Duolingo pools users into ten leagues (from Bronze, Silver, …, Diamond). Each week, the top XP-scoring members of each league are promoted and the bottom scoring-XP members are demoted (the specifics are here). Assuming no users enter, this can be modeled as a discrete time Markov chain:

\[\mathbf{x}_{n+1} = \mathbf{A}\mathbf{x}_n\]

where $\mathbf{x}_i$ is the vector of population levels for each league in week $i$ and $\mathbf{A}$ is a tridiagonal, irreducible, left-stochastic matrix representing the transitions. Starting from a distribution where everyone is in the bottom three leagues, and assuming no one enters or leaves, we observe the existing transition rules push populations towards the higher leagues:

Alt Text

We can calculate this steady state distribution using linear algebra. In particular, we identify the principal eigenvector of $\mathbf{A}$, which will be associated with an eigenvalue of 1.

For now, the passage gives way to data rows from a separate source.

use crate::storage::index::ColumnId;
use crate::types::{PredicateOp, TupleValue};

/*
    Logical query plans as produced by the optimizer and consumed by the
    index tuner's plan walker. Plans are arenas of nodes addressed by
    integer ids; a node stores the ids of its inputs, so DAG shaped plans
    (shared subtrees) need no shared ownership or parent pointers. Column
    provenance is tracked by ColumnReference, which points back at the
    producing node.
*/

pub type NodeId = usize;

#[derive(Debug, Clone)]
pub struct LogicalPlan {
    nodes: Vec<LogicalNode>,
    root: Option<NodeId>,
}

#[derive(Debug, Clone)]
pub struct LogicalNode {
    pub kind: LogicalNodeKind,
    pub left_input: Option<NodeId>,
    pub right_input: Option<NodeId>,
}

#[derive(Debug, Clone)]
pub enum LogicalNodeKind {
    StoredTable {
        table_name: String,
    },
    Predicate {
        column: ColumnReference,
        op: PredicateOp,
        value: PredicateValue,
    },
    Projection {
        columns: Vec<ColumnReference>,
    },
    Join,
    Aggregate,
    Sort {
        column: ColumnReference,
    },
}

/// Provenance of a column consumed by a plan node.
#[derive(Debug, Clone)]
pub enum ColumnReference {
    /// Output column of the producing node.
    Resolved { origin: NodeId, column_id: ColumnId },
    /// Result of an expression; cannot be traced to a base table column.
    Synthesized,
}

/// Right hand side of a predicate.
#[derive(Debug, Clone)]
pub enum PredicateValue {
    Literal(TupleValue),
    Column(ColumnReference),
    /// Operators like IS NULL compare against nothing.
    None,
}

impl LogicalPlan {
    pub fn new() -> LogicalPlan {
        LogicalPlan { nodes: Vec::new(), root: None }
    }

    pub fn add_node(
        &mut self,
        kind: LogicalNodeKind,
        left_input: Option<NodeId>,
        right_input: Option<NodeId>,
    ) -> NodeId {
        self.nodes.push(LogicalNode { kind, left_input, right_input });
        self.nodes.len() - 1
    }

    pub fn set_root(&mut self, root: NodeId) {
        assert!(root < self.nodes.len());
        self.root = Some(root);
    }

    pub fn root(&self) -> Option<NodeId> {
        self.root
    }

    pub fn node(&self, id: NodeId) -> &LogicalNode {
        &self.nodes[id]
    }

    pub fn node_count(&self) -> usize {
        self.nodes.len()
    }

    /// Follows a column reference to its producing node. Returns the
    /// (table name, column id) pair if that node is a stored table,
    /// None for synthesized columns and intermediate producers.
    pub fn resolve_column(&self, reference: &ColumnReference) -> Option<(&str, ColumnId)> {
        match reference {
            ColumnReference::Resolved { origin, column_id } => match &self.nodes[*origin].kind {
                LogicalNodeKind::StoredTable { table_name } => Some((table_name, *column_id)),
                _ => None,
            },
            ColumnReference::Synthesized => None,
        }
    }
}

#[cfg(test)]
mod test {
    use super::*;

    #[test]
    fn resolve_through_stored_table() {
        let mut plan = LogicalPlan::new();
        let table = plan.add_node(
            LogicalNodeKind::StoredTable { table_name: "t".to_string() }, None, None);
        let reference = ColumnReference::Resolved { origin: table, column_id: 2 };
        let predicate = plan.add_node(
            LogicalNodeKind::Predicate {
                column: reference.clone(),
                op: PredicateOp::Equals,
                value: PredicateValue::Literal(TupleValue::Int(4)),
            },
            Some(table),
            None,
        );
        plan.set_root(predicate);

        assert_eq!(plan.resolve_column(&reference), Some(("t", 2)));
        assert_eq!(plan.resolve_column(&ColumnReference::Synthesized), None);
    }

    #[test]
    fn resolve_stops_at_non_table_producers() {
        let mut plan = LogicalPlan::new();
        let aggregate = plan.add_node(LogicalNodeKind::Aggregate, None, None);
        let reference = ColumnReference::Resolved { origin: aggregate, column_id: 0 };
        assert_eq!(plan.resolve_column(&reference), None);
    }
}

A question I have: Can one construct a triadiagonal, irreducible left-stochastic matrix $\mathbf{A}$, given a specified principal eigenvector? This would be of use to Duolingo, if say, they wanted most users to be near the top (i.e., in the pearl and obsidian leagues).

One idea is to cast this as a constraint satisfaction problem. In particular, we can create the following formulation, where the decision variables, $a_{ij}$, are the entries of the matrix $\mathbf{A}$, $\mathbf{v}$ is the (given) dominant eigenvector, and $\epsilon > 0$ is a given minimum transition proportion:

\[\begin{align} \sum_{j=1}^n a_{ij}v_j &= v_i \quad &\forall i \in \{1,\dots,n\} \\ \sum_{i=1}^n a_{ij} &= 1 \quad &\forall j \in \{1,\dots,n\} \\ a_{ij} &= 0 \quad &\forall i,j \in \{1,\dots,n\}, |i-j| > 1 \\ a_{ij} &\ge \epsilon \quad &\forall i,j \in \{1, \dots, n\}, |i-j| \le 1 \\ 0 \le a_{ij} &\le 1 \quad &\forall i,j \in \{1, \dots, n\} \end{align}\]

Here, constraints (1) assert that $\mathbf{v}$ is an eigenvector of $\mathbf{A}$, with eigenvalue 1. Constraints (2) and (5) ensure that $\mathbf{A}$ is left-stochastic (by enforcing column sums to equal 1, and entries to be between 0 and 1). Constraints (3) limit our search to tridiagonal matrices. Constraints (4) enforce the matrix to be irreducible, by guaranteeing all elements on the tridiagonal are at least $\epsilon > 0$.

Constraints (4) are a little bit of a hack. You don’t need all elements on the tridiagonal to be strictly positive in order to guarantee irreducibility, and so we are cutting off feasible solutions. However, I haven’t yet found a way to express the irreducibility with a linear constraint.

However, with $\epsilon$ set to 0.01, for a given $\mathbf{v}$, CPLEX was able to find a solution. I set a target distribution 5% for the bottom five leagues, 10% for the emerald and amythest, 20% for pearl, 30% for obsidian, and 5% for diamond. The resulting transition matrix then leads a random distribution towards the target. The convergence, however, is rather slow (it takes 3500 weeks to get there):

Alt Text